→ WHAT YOU HAVE TO DO: Reproduce exactly the line containing "let (positional, named)" and every line after it, through the last line of the records below; add nothing.

→ RECORDS FOR THE EXERCISE:
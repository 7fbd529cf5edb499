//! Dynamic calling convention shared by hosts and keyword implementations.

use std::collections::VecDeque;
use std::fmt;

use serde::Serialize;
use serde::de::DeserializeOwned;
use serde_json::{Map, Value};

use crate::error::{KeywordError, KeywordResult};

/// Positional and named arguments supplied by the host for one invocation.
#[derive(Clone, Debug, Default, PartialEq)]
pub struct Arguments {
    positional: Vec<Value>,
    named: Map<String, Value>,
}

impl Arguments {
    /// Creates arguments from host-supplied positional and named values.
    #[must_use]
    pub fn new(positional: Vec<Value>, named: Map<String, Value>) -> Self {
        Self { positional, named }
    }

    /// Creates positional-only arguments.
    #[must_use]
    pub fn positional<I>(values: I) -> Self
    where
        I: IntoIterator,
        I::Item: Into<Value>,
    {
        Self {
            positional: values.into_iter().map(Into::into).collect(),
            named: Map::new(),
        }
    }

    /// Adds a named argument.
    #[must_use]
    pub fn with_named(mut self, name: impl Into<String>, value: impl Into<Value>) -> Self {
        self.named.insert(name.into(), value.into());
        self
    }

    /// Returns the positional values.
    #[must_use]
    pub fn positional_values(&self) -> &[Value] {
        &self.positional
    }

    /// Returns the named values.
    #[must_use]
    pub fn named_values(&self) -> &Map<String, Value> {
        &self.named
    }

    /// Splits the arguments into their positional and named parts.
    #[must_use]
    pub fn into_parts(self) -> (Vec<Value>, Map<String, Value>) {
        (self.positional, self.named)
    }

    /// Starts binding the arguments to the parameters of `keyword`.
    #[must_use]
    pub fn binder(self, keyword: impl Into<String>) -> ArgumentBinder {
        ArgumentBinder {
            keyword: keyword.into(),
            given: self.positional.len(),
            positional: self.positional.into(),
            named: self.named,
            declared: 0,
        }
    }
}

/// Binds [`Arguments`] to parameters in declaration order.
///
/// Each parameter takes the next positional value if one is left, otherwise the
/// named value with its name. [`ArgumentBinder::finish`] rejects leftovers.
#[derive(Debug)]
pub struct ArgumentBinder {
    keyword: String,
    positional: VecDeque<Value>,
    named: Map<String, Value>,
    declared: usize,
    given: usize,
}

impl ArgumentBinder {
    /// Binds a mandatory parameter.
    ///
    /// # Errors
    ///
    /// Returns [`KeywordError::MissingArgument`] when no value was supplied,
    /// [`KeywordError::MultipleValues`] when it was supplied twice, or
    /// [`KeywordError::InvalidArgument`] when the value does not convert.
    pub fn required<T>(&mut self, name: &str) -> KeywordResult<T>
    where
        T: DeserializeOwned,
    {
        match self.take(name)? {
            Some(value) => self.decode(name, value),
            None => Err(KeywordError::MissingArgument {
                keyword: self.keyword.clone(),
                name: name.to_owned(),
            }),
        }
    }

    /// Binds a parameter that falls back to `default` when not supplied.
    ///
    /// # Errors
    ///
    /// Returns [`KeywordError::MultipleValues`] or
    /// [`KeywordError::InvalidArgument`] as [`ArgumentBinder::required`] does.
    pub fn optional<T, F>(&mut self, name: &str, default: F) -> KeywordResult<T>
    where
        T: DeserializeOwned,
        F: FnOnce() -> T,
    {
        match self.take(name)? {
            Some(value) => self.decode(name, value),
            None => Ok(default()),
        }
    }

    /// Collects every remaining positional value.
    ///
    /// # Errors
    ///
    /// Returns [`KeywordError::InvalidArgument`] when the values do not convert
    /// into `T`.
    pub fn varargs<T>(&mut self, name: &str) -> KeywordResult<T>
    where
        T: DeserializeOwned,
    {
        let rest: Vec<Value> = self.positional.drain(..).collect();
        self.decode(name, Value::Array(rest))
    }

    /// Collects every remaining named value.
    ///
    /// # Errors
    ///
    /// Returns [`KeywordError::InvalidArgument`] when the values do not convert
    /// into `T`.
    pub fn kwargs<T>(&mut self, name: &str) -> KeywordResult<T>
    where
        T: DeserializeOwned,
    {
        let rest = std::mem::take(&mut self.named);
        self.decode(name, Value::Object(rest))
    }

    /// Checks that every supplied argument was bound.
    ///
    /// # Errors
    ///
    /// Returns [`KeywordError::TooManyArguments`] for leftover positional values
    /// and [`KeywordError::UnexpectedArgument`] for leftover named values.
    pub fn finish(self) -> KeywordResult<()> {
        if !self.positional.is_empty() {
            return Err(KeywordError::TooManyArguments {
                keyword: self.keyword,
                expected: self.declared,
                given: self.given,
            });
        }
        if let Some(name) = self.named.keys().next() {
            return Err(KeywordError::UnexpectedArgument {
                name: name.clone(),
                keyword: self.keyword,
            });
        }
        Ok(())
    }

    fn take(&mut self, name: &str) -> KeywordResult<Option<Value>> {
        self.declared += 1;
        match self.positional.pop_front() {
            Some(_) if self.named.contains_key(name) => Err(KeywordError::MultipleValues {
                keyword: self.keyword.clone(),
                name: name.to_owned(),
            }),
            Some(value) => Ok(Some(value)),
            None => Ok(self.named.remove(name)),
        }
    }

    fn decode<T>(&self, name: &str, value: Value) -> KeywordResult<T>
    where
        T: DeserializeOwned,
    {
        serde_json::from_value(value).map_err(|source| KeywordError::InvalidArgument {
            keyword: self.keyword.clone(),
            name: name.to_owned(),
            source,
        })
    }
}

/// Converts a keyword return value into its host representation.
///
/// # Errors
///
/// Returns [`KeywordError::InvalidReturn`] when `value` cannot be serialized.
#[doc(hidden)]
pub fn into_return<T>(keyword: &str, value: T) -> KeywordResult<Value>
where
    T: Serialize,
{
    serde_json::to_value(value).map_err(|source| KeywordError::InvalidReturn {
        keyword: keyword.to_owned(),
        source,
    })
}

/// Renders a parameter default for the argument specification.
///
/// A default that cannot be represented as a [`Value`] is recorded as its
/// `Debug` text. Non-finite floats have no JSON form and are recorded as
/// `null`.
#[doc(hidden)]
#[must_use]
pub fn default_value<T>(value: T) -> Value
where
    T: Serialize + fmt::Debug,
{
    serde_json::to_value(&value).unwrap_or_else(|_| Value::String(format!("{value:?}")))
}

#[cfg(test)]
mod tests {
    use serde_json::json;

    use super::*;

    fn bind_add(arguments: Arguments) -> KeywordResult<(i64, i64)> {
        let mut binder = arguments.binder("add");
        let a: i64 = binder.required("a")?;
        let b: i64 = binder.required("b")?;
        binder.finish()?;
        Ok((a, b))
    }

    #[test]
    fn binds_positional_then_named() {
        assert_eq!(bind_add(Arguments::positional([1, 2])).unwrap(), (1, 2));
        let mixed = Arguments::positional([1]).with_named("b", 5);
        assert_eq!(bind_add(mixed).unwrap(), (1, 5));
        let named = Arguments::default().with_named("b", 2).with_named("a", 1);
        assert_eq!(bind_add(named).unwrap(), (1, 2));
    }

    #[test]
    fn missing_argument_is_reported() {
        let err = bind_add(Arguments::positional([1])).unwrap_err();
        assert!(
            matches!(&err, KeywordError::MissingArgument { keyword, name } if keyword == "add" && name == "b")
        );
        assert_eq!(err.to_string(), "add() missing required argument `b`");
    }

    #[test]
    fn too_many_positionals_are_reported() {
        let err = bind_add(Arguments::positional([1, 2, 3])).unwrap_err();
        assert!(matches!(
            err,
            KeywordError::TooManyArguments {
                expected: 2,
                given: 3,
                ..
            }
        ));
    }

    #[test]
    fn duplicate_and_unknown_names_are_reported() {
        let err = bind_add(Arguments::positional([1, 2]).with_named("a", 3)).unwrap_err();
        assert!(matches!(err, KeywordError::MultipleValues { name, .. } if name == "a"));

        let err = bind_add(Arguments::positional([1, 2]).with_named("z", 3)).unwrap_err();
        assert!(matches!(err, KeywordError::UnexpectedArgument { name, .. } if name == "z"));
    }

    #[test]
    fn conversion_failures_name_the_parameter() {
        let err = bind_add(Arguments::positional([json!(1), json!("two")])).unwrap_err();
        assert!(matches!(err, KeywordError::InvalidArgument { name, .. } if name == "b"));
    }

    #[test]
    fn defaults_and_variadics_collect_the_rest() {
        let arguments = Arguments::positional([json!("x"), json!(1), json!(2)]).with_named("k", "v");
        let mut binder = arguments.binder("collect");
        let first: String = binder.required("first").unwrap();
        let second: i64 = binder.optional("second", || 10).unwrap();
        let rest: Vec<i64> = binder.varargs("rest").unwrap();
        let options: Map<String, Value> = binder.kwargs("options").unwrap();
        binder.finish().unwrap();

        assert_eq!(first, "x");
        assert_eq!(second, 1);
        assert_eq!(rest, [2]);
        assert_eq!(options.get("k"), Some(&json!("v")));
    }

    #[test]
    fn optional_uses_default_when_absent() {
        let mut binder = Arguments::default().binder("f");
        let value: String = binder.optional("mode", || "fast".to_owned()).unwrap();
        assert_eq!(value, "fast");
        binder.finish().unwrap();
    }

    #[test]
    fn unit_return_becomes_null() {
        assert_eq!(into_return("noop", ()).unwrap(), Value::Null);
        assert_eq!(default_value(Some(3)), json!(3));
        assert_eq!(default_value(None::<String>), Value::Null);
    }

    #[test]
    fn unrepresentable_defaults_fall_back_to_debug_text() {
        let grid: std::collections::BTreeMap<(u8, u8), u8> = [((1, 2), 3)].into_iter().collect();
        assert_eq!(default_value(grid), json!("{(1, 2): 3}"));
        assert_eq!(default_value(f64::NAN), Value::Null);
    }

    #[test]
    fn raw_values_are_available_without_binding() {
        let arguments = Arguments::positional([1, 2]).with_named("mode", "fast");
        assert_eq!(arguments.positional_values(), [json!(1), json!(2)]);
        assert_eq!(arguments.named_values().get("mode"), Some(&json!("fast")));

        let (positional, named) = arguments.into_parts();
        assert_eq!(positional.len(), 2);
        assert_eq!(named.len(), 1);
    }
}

→ SOLUTION FOR THIS PROBLEM:
        let (positional, named) = arguments.into_parts();
        assert_eq!(positional.len(), 2);
        assert_eq!(named.len(), 1);
    }
}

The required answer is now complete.